Une fois ces expériences et celles de l’ORNL terminées, des scientifiques du Laboratoire national d’Argonne, ainsi que des scientifiques du Laboratoire national Lawrence Berkeley du DOE, ont mené des études de diffraction et d’absorption des rayons X pour révéler le changement structurel du cristal et les mécanismes de compensation de charge de le matériau pendant le chargement et le déchargement.

Comme la plupart des utilisateurs, l’UC San Diego a conservé ses droits sur les données et toute propriété intellectuelle produite au cours des expériences.
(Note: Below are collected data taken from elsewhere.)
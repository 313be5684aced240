//! Application and secret configuration models.
//!
//! `AppConfig` is read from `config.toml`; `SecretConfig` from `secret.json`.
//! Both files live in the platform config directory and are optional - every
//! field has a default so a missing file yields a usable configuration.

use serde::{Deserialize, Serialize};

/// Tunable generation settings loaded from `config.toml`.
#[derive(Debug, Clone, Serialize, Deserialize)]
#[serde(default)]
pub struct AppConfig {
    /// Model used for full plan generation.
    pub plan_model: String,
    /// Model used for the one-sentence idea rewrite.
    pub improve_model: String,
    /// Model used for marketing imagery.
    pub image_model: String,
    /// Sampling temperature for plan generation.
    pub temperature: f32,
}

impl Default for AppConfig {
    fn default() -> Self {
        Self {
            plan_model: "gemini-3-pro-preview".to_string(),
            improve_model: "gemini-3-flash-preview".to_string(),
            image_model: "gemini-2.5-flash-image".to_string(),
            temperature: 0.8,
        }
    }
}

/// Root configuration structure for secret.json
#[derive(Debug, Clone, Default, Serialize, Deserialize)]
pub struct SecretConfig {
    #[serde(default)]
    pub gemini: Option<GeminiConfig>,
}

/// Gemini API configuration
#[derive(Debug, Clone, Serialize, Deserialize)]
pub struct GeminiConfig {
    pub api_key: String,
    #[serde(default)]
    pub model_name: Option<String>,
}

#[cfg(test)]
mod tests {
    use super::*;

    #[test]
    fn test_app_config_defaults() {
        let config: AppConfig = toml::from_str("").unwrap();
        assert_eq!(config.plan_model, "gemini-3-pro-preview");
        assert_eq!(config.temperature, 0.8);
    }

    #[test]
    fn test_app_config_partial_override() {
        let config: AppConfig = toml::from_str("temperature = 0.2").unwrap();
        assert_eq!(config.temperature, 0.2);
        assert_eq!(config.improve_model, "gemini-3-flash-preview");
    }

    #[test]
    fn test_secret_config_empty_json() {
        let config: SecretConfig = serde_json::from_str("{}").unwrap();
        assert!(config.gemini.is_none());
    }
}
Afin de commercialiser leur découverte, l’université a ensuite travaillé avec ses chercheurs pour former une société appelée Tyfast, qui prévoit de cibler d’abord les marchés des bus électriques et des outils électriques.

Référence : « Une anode de sel gemme désordonnée pour les batteries lithium-ion à charge rapide » par Haodong Liu, Zhuoying Zhu, Qizhang Yan, Sicen Yu, Xin He, Yan Chen, Rui Zhang, Lu Ma, Tongchao Liu, Matthew Li, Ruoqian Lin , Yiming Chen, Yejing Li, Xing Xing, Yoonjung Choi, Lucy Gao, Helen Sung-yun Cho, Ke An, Jun Feng, Robert Kostecki, Khalil Amine, Tianpin Wu, Jun Lu, Huolin L. Xin, Shyue Ping Ong et Ping Liu, le 2 septembre 2020, La nature.
DOI : 10.1038 / s41586-020-2637-6

La recherche sur la diffusion des neutrons a été soutenue par le DOE Office of Science.

SNS est une installation utilisateur du DOE Office of Science. ORNL est géré par UT-Battelle LLC pour l’Office of Science du DOE, le plus grand soutien de la recherche fondamentale en sciences physiques aux États-Unis. Le Bureau des sciences du DOE s’efforce de relever certains des défis les plus urgents de notre époque.